## [Exercise directions]
Only the lines from the line holding "filename depth-mesh-engine/src/engine/render/extraction/mod.rs" through the final line of the entries below are to be returned, exactly as they stand.

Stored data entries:
--------------------------------
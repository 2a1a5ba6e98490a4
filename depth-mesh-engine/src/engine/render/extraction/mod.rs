//! Resource extraction systems for render world synchronisation.
//!
//! Transfers main world state to the render world each frame during Bevy's
//! extract schedule.

/// Application state extraction for render world access.
///
/// Transfers AppState to the render world for state-conditional rendering systems.
pub mod app_state;

/// Camera matrices and expansion parameters for the current frame.
///
/// Packs settings, selector and camera into the uniform the expansion programs read.
pub mod expansion_frame;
--------------------------------
## [Response to the task]
filename depth-mesh-engine/src/engine/render/extraction/mod.rs
//! Resource extraction systems for render world synchronisation.
//!
//! Transfers main world state to the render world each frame during Bevy's
//! extract schedule.

/// Application state extraction for render world access.
///
/// Transfers AppState to the render world for state-conditional rendering systems.
pub mod app_state;

/// Camera matrices and expansion parameters for the current frame.
///
/// Packs settings, selector and camera into the uniform the expansion programs read.
pub mod expansion_frame;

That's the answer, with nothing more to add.